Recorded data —
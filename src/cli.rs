use crate::model::{ReviewConfig, ReviewContext};
use crate::orchestrator::{self, CloseReason, ReviewEvent, UiCommand};
use crate::planner::{HttpPlanner, Planner};
use crate::telemetry::{BeaconTelemetry, Telemetry, TracingTelemetry};
use anyhow::{Context, Result};
use clap::Parser;
use std::io::{BufRead, Write};
use std::sync::Arc;
use std::time::Duration;
use time::macros::format_description;
use tokio::sync::mpsc;

/// Output line routing for stdout/stderr writer.
enum OutputLine {
    Stdout(String),
    Stderr(String),
}

/// Spawn a blocking writer for stdout/stderr to avoid blocking async tasks.
fn spawn_output_writer() -> (
    mpsc::UnboundedSender<OutputLine>,
    tokio::task::JoinHandle<()>,
) {
    let (tx, mut rx) = mpsc::unbounded_channel::<OutputLine>();
    let handle = tokio::task::spawn_blocking(move || {
        let stdout = std::io::stdout();
        let stderr = std::io::stderr();
        let mut out = std::io::LineWriter::new(stdout.lock());
        let mut err = std::io::LineWriter::new(stderr.lock());

        while let Some(line) = rx.blocking_recv() {
            match line {
                OutputLine::Stdout(msg) => {
                    let _ = writeln!(out, "{}", msg);
                }
                OutputLine::Stderr(msg) => {
                    let _ = writeln!(err, "{}", msg);
                }
            }
        }

        let _ = out.flush();
        let _ = err.flush();
    });
    (tx, handle)
}

#[derive(Debug, Parser, Clone)]
#[command(
    name = "plan-review",
    version,
    about = "Review and apply AI-proposed schedule changes"
)]
pub struct Cli {
    /// Base URL of the planner service (`/run` and `/apply` are appended)
    #[arg(long, default_value = "http://localhost:8000/ai")]
    pub base_url: String,

    /// Dialog title shown above the review
    #[arg(long, default_value = "AI Plan Review")]
    pub title: String,

    /// First day of the planning window (YYYY-MM-DD, default: today)
    #[arg(long)]
    pub window_start: Option<String>,

    /// Last day of the planning window (YYYY-MM-DD, default: start + --window-days)
    #[arg(long)]
    pub window_end: Option<String>,

    /// Window length in days when --window-end is not given
    #[arg(long, default_value_t = 14)]
    pub window_days: u16,

    /// Person to plan for; repeat for several (default: everyone)
    #[arg(long = "person")]
    pub people: Vec<String>,

    /// Minimum time the loading state stays visible
    #[arg(long, default_value = "450ms")]
    pub min_loading: humantime::Duration,

    /// How long status notifications stay up
    #[arg(long, default_value_t = humantime::Duration::from(orchestrator::DEFAULT_NOTIFICATION_DURATION))]
    pub notification_duration: humantime::Duration,

    /// Timeout for each planner request
    #[arg(long, default_value = "30s")]
    pub request_timeout: humantime::Duration,

    /// Collector endpoint for usage events (default: write them to the log)
    #[arg(long)]
    pub telemetry_url: Option<String>,

    /// Run the planner once, print the result as JSON and exit (no TUI)
    #[arg(long)]
    pub json: bool,

    /// Line-oriented interactive mode reading commands from stdin (no TUI)
    #[arg(long)]
    pub text: bool,

    /// Write logs to this file instead of the default location
    #[arg(long)]
    pub log_file: Option<std::path::PathBuf>,
}

pub async fn run(args: Cli) -> Result<()> {
    if args.json && args.text {
        return Err(anyhow::anyhow!("--json and --text are mutually exclusive."));
    }

    if !args.json && !args.text {
        #[cfg(feature = "tui")]
        {
            return crate::tui::run(args).await;
        }
        #[cfg(not(feature = "tui"))]
        {
            // Fallback when built without TUI support.
            return run_text(args).await;
        }
    }

    if args.json {
        return run_json(args).await;
    }

    run_text(args).await
}

fn parse_day(raw: &str, flag: &str) -> Result<time::Date> {
    time::Date::parse(raw.trim(), format_description!("[year]-[month]-[day]"))
        .with_context(|| format!("{flag} must be a date like 2024-09-02, got '{raw}'"))
}

fn format_day(day: time::Date) -> String {
    day.format(format_description!("[year]-[month]-[day]"))
        .unwrap_or_else(|_| day.to_string())
}

/// Resolve the planning window from CLI arguments, defaulting to today.
fn resolve_window(args: &Cli) -> Result<(String, String)> {
    let start = match args.window_start.as_deref() {
        Some(raw) => parse_day(raw, "--window-start")?,
        None => time::OffsetDateTime::now_local()
            .unwrap_or_else(|_| time::OffsetDateTime::now_utc())
            .date(),
    };
    let end = match args.window_end.as_deref() {
        Some(raw) => parse_day(raw, "--window-end")?,
        None => start + time::Duration::days(i64::from(args.window_days)),
    };
    if end < start {
        return Err(anyhow::anyhow!(
            "--window-end ({}) is before --window-start ({})",
            format_day(end),
            format_day(start)
        ));
    }
    Ok((format_day(start), format_day(end)))
}

/// Build a `ReviewConfig` from CLI arguments.
pub fn build_config(args: &Cli) -> Result<ReviewConfig> {
    let (window_start, window_end) = resolve_window(args)?;
    let people = args
        .people
        .iter()
        .map(|p| p.trim().to_string())
        .filter(|p| !p.is_empty())
        .collect();
    Ok(ReviewConfig {
        base_url: args.base_url.clone(),
        context: ReviewContext {
            window_start,
            window_end,
            people,
        },
        min_loading: Duration::from(args.min_loading),
        notification_duration: Duration::from(args.notification_duration),
        request_timeout: Duration::from(args.request_timeout),
        telemetry_url: args.telemetry_url.clone(),
        user_agent: format!("plan-review/{}", env!("CARGO_PKG_VERSION")),
    })
}

/// Construct the planner client and telemetry sink for a session.
pub(crate) fn build_services(cfg: &ReviewConfig) -> Result<(Arc<dyn Planner>, Arc<dyn Telemetry>)> {
    let planner = HttpPlanner::new(cfg).context("failed to build planner client")?;
    let telemetry: Arc<dyn Telemetry> = match cfg.telemetry_url.as_deref() {
        Some(url) => {
            let http = reqwest::Client::builder()
                .user_agent(cfg.user_agent.clone())
                .timeout(cfg.request_timeout)
                .build()
                .context("failed to build telemetry client")?;
            Arc::new(BeaconTelemetry::new(http, url))
        }
        None => Arc::new(TracingTelemetry),
    };
    Ok((Arc::new(planner), telemetry))
}

/// One planner run, printed as JSON. Nothing is applied.
async fn run_json(args: Cli) -> Result<()> {
    let cfg = build_config(&args)?;
    let (planner, _) = build_services(&cfg)?;
    let result = planner
        .run()
        .await
        .map_err(|e| anyhow::anyhow!(e.message().unwrap_or_else(|| "Failed to run planner".into())))
        .context("planner run failed")?;

    let (out_tx, out_handle) = spawn_output_writer();
    let out = serde_json::to_string_pretty(&result)?;
    let _ = out_tx.send(OutputLine::Stdout(out));
    drop(out_tx);
    let _ = out_handle.await;
    Ok(())
}

const TEXT_HELP: &[&str] = &[
    "Commands:",
    "  toggle <id>   select or deselect a change",
    "  apply         apply the selected changes",
    "  retry         run the planner again after a failed run",
    "  rescan        ask the planner for a fresh plan",
    "  close         close the review",
    "  help          show this help",
];

/// Parse one line of text-mode input. `Ok(None)` means "show help".
fn parse_command(line: &str) -> Result<Option<UiCommand>, String> {
    let mut parts = line.split_whitespace();
    let cmd = parts.next().unwrap_or_default().to_ascii_lowercase();
    let arg = parts.next();
    match (cmd.as_str(), arg) {
        ("toggle" | "t", Some(id)) => Ok(Some(UiCommand::Toggle(id.to_string()))),
        ("toggle" | "t", None) => Err("toggle needs a change id".to_string()),
        ("apply" | "a", _) => Ok(Some(UiCommand::Apply)),
        ("retry" | "r", _) => Ok(Some(UiCommand::Run)),
        ("rescan" | "s", _) => Ok(Some(UiCommand::Rescan)),
        ("close" | "quit" | "q", _) => Ok(Some(UiCommand::Close)),
        ("help" | "?" | "", _) => Ok(None),
        (other, _) => Err(format!("unknown command '{other}' (try `help`)")),
    }
}

/// Read stdin on a plain thread; stdin reads are blocking and never cancel.
fn spawn_stdin_reader(
    cmd_tx: mpsc::UnboundedSender<UiCommand>,
    out_tx: mpsc::UnboundedSender<OutputLine>,
) {
    std::thread::spawn(move || {
        let stdin = std::io::stdin();
        for line in stdin.lock().lines() {
            let Ok(line) = line else { break };
            match parse_command(&line) {
                Ok(Some(cmd)) => {
                    if cmd_tx.send(cmd).is_err() {
                        return;
                    }
                }
                Ok(None) => {
                    for l in TEXT_HELP {
                        let _ = out_tx.send(OutputLine::Stderr((*l).to_string()));
                    }
                }
                Err(msg) => {
                    let _ = out_tx.send(OutputLine::Stderr(msg));
                }
            }
        }
        // EOF closes the review like the close command would.
        let _ = cmd_tx.send(UiCommand::Close);
    });
}

async fn run_text(args: Cli) -> Result<()> {
    let cfg = build_config(&args)?;
    let (planner, telemetry) = build_services(&cfg)?;
    let (out_tx, out_handle) = spawn_output_writer();
    let (event_tx, mut event_rx) = mpsc::unbounded_channel::<ReviewEvent>();
    let (cmd_tx, cmd_rx) = mpsc::unbounded_channel::<UiCommand>();

    spawn_stdin_reader(cmd_tx, out_tx.clone());
    let controller = tokio::spawn(async move {
        orchestrator::run_controller(&cfg, planner, telemetry, event_tx, cmd_rx).await
    });

    // Only print when the rendered block actually changed.
    let mut last_lines: Vec<String> = Vec::new();
    while let Some(ev) = event_rx.recv().await {
        match ev {
            ReviewEvent::Updated(view) => {
                let summary = crate::text_summary::build_text_summary(&args.title, &view);
                if summary.lines != last_lines {
                    for line in &summary.lines {
                        let _ = out_tx.send(OutputLine::Stdout(line.clone()));
                    }
                    let _ = out_tx.send(OutputLine::Stdout(String::new()));
                    last_lines = summary.lines;
                }
            }
            ReviewEvent::Closed(reason) => {
                let msg = match reason {
                    CloseReason::NothingToApply => "Nothing selected; review closed.",
                    CloseReason::Dismissed | CloseReason::Disconnected => "Review closed.",
                };
                let _ = out_tx.send(OutputLine::Stderr(msg.to_string()));
            }
        }
    }

    controller.await.context("review controller task failed")?;
    drop(out_tx);
    let _ = out_handle.await;
    Ok(())
}

#[cfg(test)]
mod tests {
    use super::*;

    fn cli(extra: &[&str]) -> Cli {
        let mut argv = vec!["plan-review"];
        argv.extend_from_slice(extra);
        Cli::parse_from(argv)
    }

    #[test]
    fn config_defaults() {
        let cfg = build_config(&cli(&["--window-start", "2024-09-02"])).expect("config");
        assert_eq!(cfg.context.window_start, "2024-09-02");
        assert_eq!(cfg.context.window_end, "2024-09-16");
        assert!(cfg.context.people.is_empty());
        assert_eq!(cfg.min_loading, Duration::from_millis(450));
        assert_eq!(cfg.notification_duration, Duration::from_millis(2800));
        assert!(cfg.user_agent.starts_with("plan-review/"));
    }

    #[test]
    fn people_and_explicit_window() {
        let cfg = build_config(&cli(&[
            "--window-start",
            "2024-09-02",
            "--window-end",
            "2024-09-06",
            "--person",
            "Ada",
            "--person",
            " ",
            "--person",
            "Max",
        ]))
        .expect("config");
        assert_eq!(cfg.context.window_end, "2024-09-06");
        assert_eq!(cfg.context.people, vec!["Ada".to_string(), "Max".to_string()]);
    }

    #[test]
    fn rejects_inverted_or_malformed_window() {
        assert!(build_config(&cli(&[
            "--window-start",
            "2024-09-10",
            "--window-end",
            "2024-09-01"
        ]))
        .is_err());
        assert!(build_config(&cli(&["--window-start", "next monday"])).is_err());
    }

    #[test]
    fn text_commands() {
        assert_eq!(
            parse_command("toggle c-12"),
            Ok(Some(UiCommand::Toggle("c-12".into())))
        );
        assert_eq!(parse_command("  APPLY "), Ok(Some(UiCommand::Apply)));
        assert_eq!(parse_command("retry"), Ok(Some(UiCommand::Run)));
        assert_eq!(parse_command("q"), Ok(Some(UiCommand::Close)));
        assert_eq!(parse_command(""), Ok(None));
        assert!(parse_command("toggle").is_err());
        assert!(parse_command("explode").is_err());
    }
}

TASK DESCRIPTION —
Count up the lines above in which the word "trim" appears, and give nothing but that count.

EXERCISE ANSWER —
2